I'm attempting to complete an assignment on sparse matrices in C. I have a sparse matrix held as a list of values and coordinates and am converting it to Yale format.
I have run into a strange memory allocation issue that no one seems to have seen before. My code is:
yale* convertMatrix(matrix_list* input){
int matrix_elements = input->elements;
int matrix_rows = input->m;
yale* yale = (struct y*)calloc(1, sizeof(yale));
int* A = (int*)calloc(matrix_elements, sizeof(int));
int* IA = (int*)calloc(matrix_rows + 1, sizeof(int));
int* JA = (int*)calloc(matrix_elements, sizeof(int));
printf("%d elements\n",matrix_elements);
yale->A = A; // Value
yale->IA = IA; // Row (X)
yale->JA = JA; // Column (Y)
yale->elements = matrix_elements;
yale->m = matrix_rows;
yale->n = input->n;
list* tmp_list = input->first;
for(int i = 0, j = 0, tmp_y = 0; i < matrix_elements && tmp_list!=NULL; i++){
printf("Input Value: %d \n",tmp_list->point.value);
A[i] = tmp_list->point.value;
// Initialise the first row
if(i == 0) IA[0] = tmp_list->point.x;
else{
// Add a new row index
if(tmp_y != tmp_list->point.x){
j++;
IA[j] = i;
tmp_y = tmp_list->point.x;
}
}
JA[i] = tmp_list->point.y;
tmp_list = tmp_list->next;
}
for(int i = 0; i < matrix_elements; i++)
printf("%d,",yale->A[i]);
printf("\n");
for(int i = 0; i < matrix_rows + 1; i++)
printf("%d,",yale->IA[i]);
printf("\n");
for(int i = 0; i < matrix_elements; i++)
printf("%d,",yale->JA[i]);
return yale;
}
And here is the struct for yale:
typedef struct y{
int n;
int m;
int elements;
int *IA;
int *JA;
int *A;
} yale;
But the program segfaults at the first relevant printf on the first iteration of the loop.
printf("%d,",yale->A[i]);
I'm positive: matrix_elements is an integer (9 in my test case) matrix_rows is an integer A / IA / JA are all filled with correct values (if you swap yale->A for A in the printf, it works fine). Directly callocing the array to the struct pointers doesn't affect the result. Mallocing, callocing, not typecasting, all no effect.

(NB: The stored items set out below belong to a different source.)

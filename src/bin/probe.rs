use anyhow::{Context, Result, anyhow};
use misconceptions::{extractor::Language, fetcher, pipeline, probe};

/// Print the DOM shape of the first page for a language (`en` by default).
#[tokio::main]
async fn main() -> Result<()> {
    misconceptions::init_tracing();

    let language: Language = match std::env::args().nth(1) {
        Some(arg) => arg.parse().map_err(|e: String| anyhow!(e))?,
        None => Language::English,
    };

    let source = pipeline::pages(language)
        .first()
        .ok_or_else(|| anyhow!("no pages configured for {}", language))?;

    let page = fetcher::fetch(source.url)
        .await
        .with_context(|| format!("failed to fetch {}", source.url))?;
    println!(
        "{} ({} bytes, fetched {})\n",
        page.url_final,
        page.body_raw.len(),
        page.fetched_at.format("%Y-%m-%d %H:%M:%S UTC")
    );

    let report = probe::probe_page(&page.body_utf8, language.profile());
    println!("{}", report);
    Ok(())
}
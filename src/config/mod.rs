//! Configuration handling for the scrapers and the matcher.
//!
//! Page URLs and category labels are fixed in [`crate::pipeline`]; the only
//! thing that varies between machines is where the JSON files live, so that
//! is read from the environment with development defaults.

use std::env;
use std::error::Error;
use std::fmt::{Display, Formatter};
use std::path::{Path, PathBuf};

/// Environment variable names.
pub const ENV_DATA_DIR: &str = "MISCONCEPTIONS_DATA_DIR";
pub const ENV_EN_FILE: &str = "MISCONCEPTIONS_EN_FILE";
pub const ENV_ES_FILE: &str = "MISCONCEPTIONS_ES_FILE";

/// Default values used when environment variables are absent.
const DEFAULT_DATA_DIR: &str = "data";
const DEFAULT_EN_FILE: &str = "misconceptions_en.json";
const DEFAULT_ES_FILE: &str = "misconceptions_es.json";

/// Runtime configuration.
#[derive(Debug, Clone, PartialEq, Eq)]
pub struct Config {
    data_dir: PathBuf,
    english_file: String,
    spanish_file: String,
}

impl Config {
    /// Create a new config explicitly.
    pub fn new(
        data_dir: impl Into<PathBuf>,
        english_file: impl Into<String>,
        spanish_file: impl Into<String>,
    ) -> Self {
        Self {
            data_dir: data_dir.into(),
            english_file: english_file.into(),
            spanish_file: spanish_file.into(),
        }
    }

    /// Load from environment variables, falling back to defaults.
    pub fn from_env() -> Result<Self, ConfigError> {
        let data_dir = env::var(ENV_DATA_DIR).unwrap_or_else(|_| DEFAULT_DATA_DIR.to_string());
        let english_file = env::var(ENV_EN_FILE).unwrap_or_else(|_| DEFAULT_EN_FILE.to_string());
        let spanish_file = env::var(ENV_ES_FILE).unwrap_or_else(|_| DEFAULT_ES_FILE.to_string());

        for (field, value) in [
            ("data_dir", &data_dir),
            ("english_file", &english_file),
            ("spanish_file", &spanish_file),
        ] {
            if value.trim().is_empty() {
                return Err(ConfigError::InvalidValue {
                    field,
                    reason: "must not be empty".to_string(),
                });
            }
        }

        if english_file == spanish_file {
            return Err(ConfigError::InvalidValue {
                field: "spanish_file",
                reason: format!("must differ from english_file ({})", english_file),
            });
        }

        Ok(Self::new(data_dir, english_file, spanish_file))
    }

    /// Directory holding both JSON files.
    pub fn data_dir(&self) -> &Path {
        &self.data_dir
    }

    /// Path of the English records file.
    pub fn english_path(&self) -> PathBuf {
        self.data_dir.join(&self.english_file)
    }

    /// Path of the Spanish records file.
    pub fn spanish_path(&self) -> PathBuf {
        self.data_dir.join(&self.spanish_file)
    }
}

impl Default for Config {
    fn default() -> Self {
        Self::new(DEFAULT_DATA_DIR, DEFAULT_EN_FILE, DEFAULT_ES_FILE)
    }
}

/// Errors that can occur while building a configuration.
#[derive(Debug)]
pub enum ConfigError {
    InvalidValue { field: &'static str, reason: String },
}

impl Display for ConfigError {
    fn fmt(&self, f: &mut Formatter<'_>) -> std::fmt::Result {
        match self {
            ConfigError::InvalidValue { field, reason } => {
                write!(f, "invalid value for '{}': {}", field, reason)
            }
        }
    }
}

impl Error for ConfigError {}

Thanks to Xcode and gdb I can also see that at the point of the segfault. The structure pointers do NOT seem to point to the arrays
I suggest you run your code under Valgrind. This should report the buffer overflow error. (A buffer overflow is where you write past the end of an array).
I also recommend you write some unit tests for your code. They can be very helpful detecting bugs. In particular, I suggest you write a test with a 3x3 input matrix with a value in every position. Check that the values you get out are what you expect.